Vanguard, with assets under management exceeding $10 trillion, is considering opening access to its clients to competitor’s crypto ETFs, after long refusing these products deemed too volatile.
From Categorical Rejection to Pragmatism
In January 2024, when the first spot Bitcoin ETFs emerged in the US, Vanguard promptly shut the door. The official stance? These products were deemed too risky to generate long-term solid returns, a historical creed of the house founded by Jack Bogle. However, Salim Ramji’s arrival at the helm of the company raised doubts. As the former head of ETFs at BlackRock and a key figure in the launch of IBIT, he was seen as a leader favorable to digital assets.

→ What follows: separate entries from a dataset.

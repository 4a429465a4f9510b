use std::fs;
use std::io::Write;
use std::path::Path;

use tempfile::NamedTempFile;

use crate::error::{Error, Result};

/// Checks if a file exists at the given path
pub fn file_exists(path: &Path) -> bool {
    path.is_file()
}

/// Read a whole file as UTF-8 text
pub fn file_get(path: &Path) -> Result<String> {
    fs::read_to_string(path).map_err(|e| Error::io(path, e))
}

/// Write `content` to `path` without ever leaving a partial file behind.
///
/// The data goes to a uniquely named temporary file in the destination
/// directory, which is then renamed over the destination.
pub fn file_write_atomic(path: &Path, content: &str) -> Result<()> {
    let dir = match path.parent() {
        Some(parent) if !parent.as_os_str().is_empty() => parent,
        _ => Path::new("."),
    };

    let mut tmp = NamedTempFile::new_in(dir).map_err(|e| Error::io(dir, e))?;
    tmp.write_all(content.as_bytes())
        .and_then(|_| tmp.as_file().sync_all())
        .map_err(|e| Error::io(tmp.path(), e))?;

    tmp.persist(path).map_err(|e| Error::io(path, e.error))?;
    Ok(())
}

#[cfg(test)]
mod tests {
    use super::*;

    #[test]
    fn test_write_then_read() {
        let dir = tempfile::tempdir().unwrap();
        let path = dir.path().join("config.yaml");

        file_write_atomic(&path, "mode: rule\n").unwrap();
        assert!(file_exists(&path));
        assert_eq!(file_get(&path).unwrap(), "mode: rule\n");
        assert_eq!(fs::read_dir(dir.path()).unwrap().count(), 1);
    }

    #[test]
    fn test_write_leaves_other_temp_files_alone() {
        let dir = tempfile::tempdir().unwrap();
        let path = dir.path().join("config.yaml");
        let foreign = dir.path().join("config.yaml.tmp");
        fs::write(&foreign, "other run\n").unwrap();

        file_write_atomic(&path, "first: 1\n").unwrap();
        file_write_atomic(&path, "second: 2\n").unwrap();

        assert_eq!(file_get(&path).unwrap(), "second: 2\n");
        assert_eq!(file_get(&foreign).unwrap(), "other run\n");
        assert_eq!(fs::read_dir(dir.path()).unwrap().count(), 2);
    }

    #[test]
    fn test_write_replaces_existing() {
        let dir = tempfile::tempdir().unwrap();
        let path = dir.path().join("config.yaml");
        fs::write(&path, "old: true\n").unwrap();

        file_write_atomic(&path, "new: true\n").unwrap();
        assert_eq!(file_get(&path).unwrap(), "new: true\n");
    }

    #[test]
    fn test_write_into_missing_dir_fails_cleanly() {
        let dir = tempfile::tempdir().unwrap();
        let path = dir.path().join("missing").join("config.yaml");

        let err = file_write_atomic(&path, "a: 1\n").unwrap_err();
        assert_eq!(err.exit_code(), 6);
        assert!(!path.exists());
    }

    #[test]
    fn test_file_get_missing() {
        let dir = tempfile::tempdir().unwrap();
        assert!(file_get(&dir.path().join("nope.yaml")).is_err());
    }
}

Yet, by August 2024, he reiterated that Vanguard had no intention of launching its own crypto ETFs.
Today, the nuance is significant: while Vanguard still has no plans to issue its products, the asset manager is indeed considering opening access to third-party ETFs. In essence, clients could soon invest through the Vanguard platform in competitors’ Bitcoin or Ethereum funds.
An Impossible Demand to Ignore
Behind this shift, a simple realization emerges: the pressure comes from the investors themselves. According to a source close to the matter, the firm is “methodically analyzing” options to address a growing demand. With nearly 50 million clients and a reputation as a long-term stalwart, Vanguard can no longer afford to remain a bystander.
Regulatory context also favors this change. Under the Trump administration, the SEC not only eased pressure on the sector but also approved new standards accelerating the entry of crypto ETFs into the market. Within this framework, ignoring the trend would mean disconnecting from a portion of the market.
A Game-Changer for the Industry
If Vanguard follows through with this reversal, the leverage effect will be massive. The company is twice the size of its direct competitor in the US, and its entry, even indirectly, into the world of crypto ETFs would skyrocket their legitimacy among a more conservative audience. Michael Saylor, co-founder of MicroStrategy, did not hesitate to point out that Vanguard is already a major shareholder in companies exposed to Bitcoin, despite its official anti-crypto stance. On the other hand, analyst Eric Balchunas of Bloomberg sums up the situation with a hint of irony:
Vanguard is looking to end its ban on Bitcoin ETFs. It’s smart, Bitcoin and Ethereum ETFs are extremely popular, and Salim knows exactly how it works.
The potential approval from Vanguard not only signifies new access for its millions of clients but could also definitively dispel the idea that Bitcoin and Ethereum remain marginal assets in traditional finance.